AREA FORECAST DISCUSSION
NATIONAL WEATHER SERVICE KANSAS CITY/PLEASANT HILL MO
1129 PM CST Fri Jan 25 2013


...UPDATED AVIATION DISCUSSION...


.DISCUSSION...

Tonight - Monday:

The main challenge through the first three days of the forecast deal 
with the potential for a quick shot of freezing rain late Saturday 
night through about noon on Sunday, across mainly the northeastern
half to third of the forecast area.

For Saturday, quiet weather is expected. High pressure will transit 
the area tonight and by Saturday will be east of the region 
resulting in southeasterly winds. This should allow temperatures to 
climb into mid 50s in our southwest. Temperatures may struggle to 
reach the middle 30s in our northeast where cooler temperatures may 
just recirculate from eastern Missouri and central Illinois.

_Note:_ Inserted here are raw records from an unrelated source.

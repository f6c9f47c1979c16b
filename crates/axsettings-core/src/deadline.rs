//! Deadline budget and bounded polling
//!
//! A [`Deadline`] is computed once at the start of a compound operation and
//! passed down unchanged (or [capped](Deadline::capped)) through every step.
//! All waiting in the engine goes through [`wait_until`], [`try_wait_until`]
//! or the blocking [`BlockingWaiter`], so the poll policy lives here only.

use crate::error::Result;
use crossbeam_channel::{bounded, Receiver, RecvTimeoutError, Sender};
use std::time::{Duration, Instant};

/// Sleep between predicate checks in the async waiters.
pub const POLL_INTERVAL: Duration = Duration::from_millis(20);

/// First retry delay of the blocking waiter; doubles up to [`MAX_BACKOFF`].
pub const INITIAL_BACKOFF: Duration = Duration::from_millis(100);
pub const MAX_BACKOFF: Duration = Duration::from_secs(1);

/// Absolute expiry on the monotonic clock.
#[derive(Debug, Clone, Copy, PartialEq, Eq, PartialOrd, Ord, Hash)]
pub struct Deadline {
    at: Instant,
}

impl Deadline {
    pub fn at(at: Instant) -> Self {
        Self { at }
    }

    pub fn after(budget: Duration) -> Self {
        Self::at(Instant::now() + budget)
    }

    pub fn after_ms(ms: u64) -> Self {
        Self::after(Duration::from_millis(ms))
    }

    /// A deadline that has already passed. Waiters check once and give up.
    pub fn expired() -> Self {
        Self::at(Instant::now())
    }

    pub fn instant(&self) -> Instant {
        self.at
    }

    /// `max(deadline - now, 0)`
    pub fn remaining(&self) -> Duration {
        self.at.saturating_duration_since(Instant::now())
    }

    pub fn remaining_ms(&self) -> u64 {
        self.remaining().as_millis() as u64
    }

    pub fn is_expired(&self) -> bool {
        self.remaining().is_zero()
    }

    /// Sub-deadline for one step: `now + max`, but never later than `self`.
    pub fn capped(&self, max: Duration) -> Deadline {
        let step = Instant::now() + max;
        Deadline::at(self.at.min(step))
    }
}

/// Poll `predicate` until it returns true or the deadline passes.
///
/// Checks immediately, then sleeps `min(POLL_INTERVAL, remaining)` between
/// checks. Returns `false` on expiry; never overshoots by more than one interval.
pub async fn wait_until<F>(deadline: Deadline, mut predicate: F) -> bool
where
    F: FnMut() -> bool,
{
    loop {
        if predicate() {
            return true;
        }
        let remaining = deadline.remaining();
        if remaining.is_zero() {
            return false;
        }
        tokio::time::sleep(remaining.min(POLL_INTERVAL)).await;
    }
}

/// Like [`wait_until`], but a predicate error ends the wait immediately.
pub async fn try_wait_until<F>(deadline: Deadline, mut predicate: F) -> Result<bool>
where
    F: FnMut() -> Result<bool>,
{
    loop {
        if predicate()? {
            return Ok(true);
        }
        let remaining = deadline.remaining();
        if remaining.is_zero() {
            return Ok(false);
        }
        tokio::time::sleep(remaining.min(POLL_INTERVAL)).await;
    }
}

/// Blocking waiter for callers without an async runtime.
///
/// Retries with exponential backoff. A [`Signal`] taken from the waiter wakes
/// it early so the predicate is re-checked as soon as something changes.
pub struct BlockingWaiter {
    tx: Sender<()>,
    rx: Receiver<()>,
}

/// Wakes a [`BlockingWaiter`]. Signals sent while nobody waits coalesce.
#[derive(Clone)]
pub struct Signal {
    tx: Sender<()>,
}

impl Signal {
    pub fn notify(&self) {
        let _ = self.tx.try_send(());
    }
}

impl BlockingWaiter {
    pub fn new() -> Self {
        let (tx, rx) = bounded(1);
        Self { tx, rx }
    }

    pub fn signal(&self) -> Signal {
        Signal {
            tx: self.tx.clone(),
        }
    }

    pub fn wait<F>(&self, deadline: Deadline, mut predicate: F) -> bool
    where
        F: FnMut() -> bool,
    {
        let mut backoff = INITIAL_BACKOFF;
        loop {
            if predicate() {
                return true;
            }
            let remaining = deadline.remaining();
            if remaining.is_zero() {
                return false;
            }
            match self.rx.recv_timeout(remaining.min(backoff)) {
                Ok(()) => {}
                Err(RecvTimeoutError::Timeout) => backoff = (backoff * 2).min(MAX_BACKOFF),
                // We hold a sender ourselves, so this cannot happen.
                Err(RecvTimeoutError::Disconnected) => return predicate(),
            }
        }
    }
}

impl Default for BlockingWaiter {
    fn default() -> Self {
        Self::new()
    }
}

/// One-shot blocking wait without an external signal.
pub fn wait_until_blocking<F>(deadline: Deadline, predicate: F) -> bool
where
    F: FnMut() -> bool,
{
    BlockingWaiter::new().wait(deadline, predicate)
}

There has been a trend with the latest model runs of warm advection 
occurring faster. This faster warm advection will result in rain
warming the entire column faster leading to a shorter duration of
freezing rain for most locations before transitioning over to just
rain. Forecast soundings still show the sub-freezing temperatures
across the northeastern half to third of the forecast area. Warm
advection rain will overspread the southeastern half of the forecast
area after midnight and then spread northeast through the remainder
of the night and into Sunday morning. The bulk of the freezing rain
will affect our far northeastern counties from around 6 to noon. This
area, including the Kirksville area, will see the longest duration of
freezing rain and therefore the heaviest amounts, which could be up
to 0.15 to 0.20 inches. Temperatures are expected to warm above
freezing around the noon hour in our northeast and bring an end to
the freezing rain potential.

The warm advection looks so strong Sunday that temperatures may warm
into the mid 40 to upper 50s by Monday afternoon. As a result, have
increased high temperatures for the day with the warmest temperatures
in southern and western zones.

CDB

Monday - Friday:

The active pattern over the weekend will persist into next week as 
the weekend shortwave jets to the northeast. This will leave a 
frontal boundary stalled out across Kansas and Missouri at the 
beginning of the work week as the prevailing flow across the Plains 
will still be dominated by a southwest flow thanks to a west CONUS 
trough. Models in this time range are in decent agreement on this 
evolution, so confidence is high that the boundary will lay out 
across Missouri by Monday, however what our potential precipitation 
will be is of modest confidence only. 

Gulf coast will be wide open early next week as the cold surface 
high, that oozed across our region over the weekend, will have moved 
to the east coast. Moisture pooling back to the north may result in 
some showers during the day Monday. Monday night into Tuesday the 
potential for rain will persist as the boundary will likely still be 
stalled out in our vicinity, but the trough across the west CONUS 
will be shifting east slowly. As a result the mean flow will adjust 
from parallel to a bit more perpendicular to the stalled baroclinic 
zone. However, main focus for moisture advection still looks to be 
through southern Missouri into eastern Missouri. So, while a chance 
at storms will persist through Tuesday, and include an isolated 
chance of thunderstorms thanks to some elevated instability, 
precipitation chances remain more focused towards central Missouri 
and parts east and south. The up side for the potential rainy 
beginning of the work week is that temperatures are expected to stay 
warm enough to not worry about any kind of frozen precipitation.  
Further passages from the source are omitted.